CASTLE OF INDOLENCE.
IN the bosom of one of those spacious coves which indent the eastern
shore of the Hudson, at that broad expansion of the river denominated
by the ancient Dutch navigators the Tappan Zee, and where they always
prudently shortened sail and implored the protection of St. Nicholas
when they crossed, there lies a small market town or rural port, which by
some is called Greensburgh, but which is more generally and properly
known by the name of Tarry Town. This name was given, we are told, in
former days, by the good housewives of the adjacent country, from the
inveterate propensity of their husbands to linger about the village tavern
on market days. Be that as it may, I do not vouch for the fact, but merely
advert to it, for the sake of being precise and authentic. Not far from this
village, perhaps about two miles, there is a little valley or rather lap of
land among high hills, which is one of the quietest places in the whole
world. A small brook glides through it, with just murmur enough to lull
one to repose; and the occasional whistle of a quail or tapping of a wood-
pecker is almost the only sound that ever breaks in upon the uniform
tranquillity.
I recollect that, when a stripling, my first exploit in squirrel-shooting
was in a grove of tall walnut-trees that shades one side of the valley.

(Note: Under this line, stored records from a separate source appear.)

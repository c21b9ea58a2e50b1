//! sin/cos/tan with exact fixed-point argument reduction modulo π/2.
//!
//! The reduction treats the 128-bit π/2 significand as an integer and
//! computes the operand's significand modulo it at matched scale, so the
//! reduced argument inherits the constant's full precision. Arguments at
//! least 2^63 times π/2 are handled by one bounded partial step per call:
//! the operand is replaced by a partial remainder and
//! [`Completion::PartialReductionNeeded`] tells the caller to re-issue the
//! instruction. Each step removes at least 32 binades, so the retry loop
//! is short even for the largest finite operands.

use log::trace;

use crate::consts::{table, PI_SIG};
use crate::float128::Float128;
use crate::float80::{norm_subnormal, propagate_nan1, Float80, EXPONENT_BIAS, EXPONENT_MAX};
use crate::poly::{even_poly, odd_poly};
use crate::status::{Completion, FpuStatus};

/// Exponent gap (operand vs π/2) at which reduction goes partial
const REDUCTION_THRESHOLD: i32 = 63;

/// Below 2^-68 the series collapse to sin x = x, cos x = 1
const TINY_EXP: i32 = -68;

enum Prepared {
    /// NaN input; carries the propagation result
    Nan(Float80),
    /// Infinity or unsupported encoding; invalid was raised
    Invalid,
    /// Exact ±0 input
    Zero,
    /// |x| < 2^-68; sin x = x and cos x = 1 after rounding
    Tiny,
    /// One partial reduction step was taken; carries the partial remainder
    Partial(Float80),
    /// In range: |x| reduced to t in [0, π/4] with quadrant bits
    Reduced {
        t: Float128,
        quadrant: u8,
        t_neg: bool,
    },
}

/// Classification and argument reduction shared by all four instructions
fn prepare(a: Float80, st: &mut FpuStatus) -> Prepared {
    if a.is_unsupported() {
        st.raise_invalid();
        return Prepared::Invalid;
    }
    let sign = a.sign();
    let mut exp = i32::from(a.exp());
    let mut sig = a.sig();
    if exp == i32::from(EXPONENT_MAX) {
        if (sig << 1) != 0 {
            return Prepared::Nan(propagate_nan1(a, st));
        }
        // trig of ±∞
        st.raise_invalid();
        return Prepared::Invalid;
    }
    if exp == 0 {
        if sig == 0 {
            return Prepared::Zero;
        }
        st.raise_denormal();
        (exp, sig) = norm_subnormal(sig);
    }

    let exp_diff = exp - EXPONENT_BIAS;
    if exp_diff >= REDUCTION_THRESHOLD {
        // peel off between 32 and 63 binades worth of π/2 multiples
        let n = 32 | (exp_diff & 31);
        let (_, r) = pi_half_mod(u128::from(sig) << n);
        trace!("trig partial step: exp_diff {} n {}", exp_diff, n);
        st.raise_inexact();
        let partial = Float128::new(sign, exp_diff - n, r);
        return Prepared::Partial(partial.to_float80(st));
    }
    if exp_diff <= TINY_EXP {
        st.raise_inexact();
        return Prepared::Tiny;
    }
    st.raise_inexact();
    if exp_diff < -1 {
        // |x| < π/4 needs no reduction at all
        return Prepared::Reduced {
            t: Float128::raw(false, exp_diff, u128::from(sig) << 64),
            quadrant: 0,
            t_neg: false,
        };
    }

    // fixed-point reduction: operand significand scaled against PI_SIG
    let (mut q, mut r) = if exp_diff < 0 {
        (0, u128::from(sig) << 63)
    } else {
        pi_half_mod(u128::from(sig) << exp_diff)
    };
    // fold [0, π/2) into [-π/4, π/4]; PI_SIG is odd so there is no tie
    let mut t_neg = false;
    if r > PI_SIG >> 1 {
        q += 1;
        r = PI_SIG - r;
        t_neg = true;
    }
    Prepared::Reduced {
        t: Float128::new(false, 0, r),
        quadrant: (q & 3) as u8,
        t_neg,
    }
}

/// d·2^64 divided by the integer PI_SIG: quotient and remainder.
/// Needs d < 2^127; the estimate from the high halves is off by at most a
/// few units, fixed up below.
fn pi_half_mod(d: u128) -> (u64, u128) {
    debug_assert!(d >> 127 == 0);
    let pi_hi = PI_SIG >> 64;
    let pi_lo = PI_SIG & u128::from(u64::MAX);
    let mut q = d / pi_hi;
    // r = (d − q·pi_hi)·2^64 − q·pi_lo, kept non-negative by construction
    let t = (d - q * pi_hi) << 64;
    let m = q * pi_lo;
    let mut r;
    if t >= m {
        r = t - m;
    } else {
        // estimate was high
        let mut deficit = m - t;
        while deficit > PI_SIG {
            q -= 1;
            deficit -= PI_SIG;
        }
        q -= 1;
        r = PI_SIG - deficit;
    }
    while r >= PI_SIG {
        q += 1;
        r -= PI_SIG;
    }
    (q as u64, r)
}

/// sin|x| and cos|x| from the reduced argument and quadrant
fn sin_cos_reduced(t: Float128, quadrant: u8, t_neg: bool) -> (Float128, Float128) {
    let c = table();
    let s = odd_poly(t, &c.sin);
    let k = even_poly(t, &c.cos);
    let s = if t_neg { s.neg() } else { s };
    match quadrant {
        0 => (s, k),
        1 => (k, s.neg()),
        2 => (s.neg(), k.neg()),
        3 => (k.neg(), s),
        _ => unreachable!(),
    }
}

/// x87 FSIN: replaces the operand with its sine
pub fn fsin(a: &mut Float80, st: &mut FpuStatus) -> Completion {
    match prepare(*a, st) {
        Prepared::Nan(r) => {
            *a = r;
            Completion::Invalid
        }
        Prepared::Invalid => {
            *a = Float80::DEFAULT_NAN;
            Completion::Invalid
        }
        // sin x = x for zero and tiny arguments
        Prepared::Zero | Prepared::Tiny => Completion::Complete,
        Prepared::Partial(r) => {
            *a = r;
            Completion::PartialReductionNeeded
        }
        Prepared::Reduced { t, quadrant, t_neg } => {
            let (s, _) = sin_cos_reduced(t, quadrant, t_neg);
            let s = if a.sign() { s.neg() } else { s };
            *a = s.to_float80(st);
            Completion::Complete
        }
    }
}

/// x87 FCOS: replaces the operand with its cosine
pub fn fcos(a: &mut Float80, st: &mut FpuStatus) -> Completion {
    match prepare(*a, st) {
        Prepared::Nan(r) => {
            *a = r;
            Completion::Invalid
        }
        Prepared::Invalid => {
            *a = Float80::DEFAULT_NAN;
            Completion::Invalid
        }
        Prepared::Zero | Prepared::Tiny => {
            *a = Float80::ONE;
            Completion::Complete
        }
        Prepared::Partial(r) => {
            *a = r;
            Completion::PartialReductionNeeded
        }
        Prepared::Reduced { t, quadrant, t_neg } => {
            // cosine is even; the operand sign drops out
            let (_, k) = sin_cos_reduced(t, quadrant, t_neg);
            *a = k.to_float80(st);
            Completion::Complete
        }
    }
}

/// x87 FSINCOS: operand becomes the sine, `cos_out` receives the cosine.
/// On a partial reduction the operand holds the partial remainder and
/// `cos_out` is left untouched.
pub fn fsincos(a: &mut Float80, cos_out: &mut Float80, st: &mut FpuStatus) -> Completion {
    match prepare(*a, st) {
        Prepared::Nan(r) => {
            *a = r;
            *cos_out = r;
            Completion::Invalid
        }
        Prepared::Invalid => {
            *a = Float80::DEFAULT_NAN;
            *cos_out = Float80::DEFAULT_NAN;
            Completion::Invalid
        }
        Prepared::Zero | Prepared::Tiny => {
            *cos_out = Float80::ONE;
            Completion::Complete
        }
        Prepared::Partial(r) => {
            *a = r;
            Completion::PartialReductionNeeded
        }
        Prepared::Reduced { t, quadrant, t_neg } => {
            let (s, k) = sin_cos_reduced(t, quadrant, t_neg);
            let s = if a.sign() { s.neg() } else { s };
            *a = s.to_float80(st);
            *cos_out = k.to_float80(st);
            Completion::Complete
        }
    }
}

/// x87 FPTAN's quotient: replaces the operand with its tangent
pub fn ftan(a: &mut Float80, st: &mut FpuStatus) -> Completion {
    match prepare(*a, st) {
        Prepared::Nan(r) => {
            *a = r;
            Completion::Invalid
        }
        Prepared::Invalid => {
            *a = Float80::DEFAULT_NAN;
            Completion::Invalid
        }
        // tan x = x for zero and tiny arguments
        Prepared::Zero | Prepared::Tiny => Completion::Complete,
        Prepared::Partial(r) => {
            *a = r;
            Completion::PartialReductionNeeded
        }
        Prepared::Reduced { t, quadrant, t_neg } => {
            let (s, k) = sin_cos_reduced(t, quadrant, t_neg);
            if k.is_zero() {
                // exact odd multiple of π/2 after reduction
                st.raise_zero_divide();
                *a = Float80::inf(s.sign() ^ a.sign());
                return Completion::Complete;
            }
            let r = s.div(k);
            let r = if a.sign() { r.neg() } else { r };
            *a = r.to_float80(st);
            Completion::Complete
        }
    }
}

I
had wandered into it at noontime, when all nature is peculiarly quiet,
and was startled by the roar of my own gun, as it broke the Sabbath still-
ness around and was prolonged and reverberated by the angry echoes. If
ever I should wish for a retreat whither I might steal from the world and
its distractions, and dream quietly away the remnant of a troubled life, I
know of none more promising than this little valley.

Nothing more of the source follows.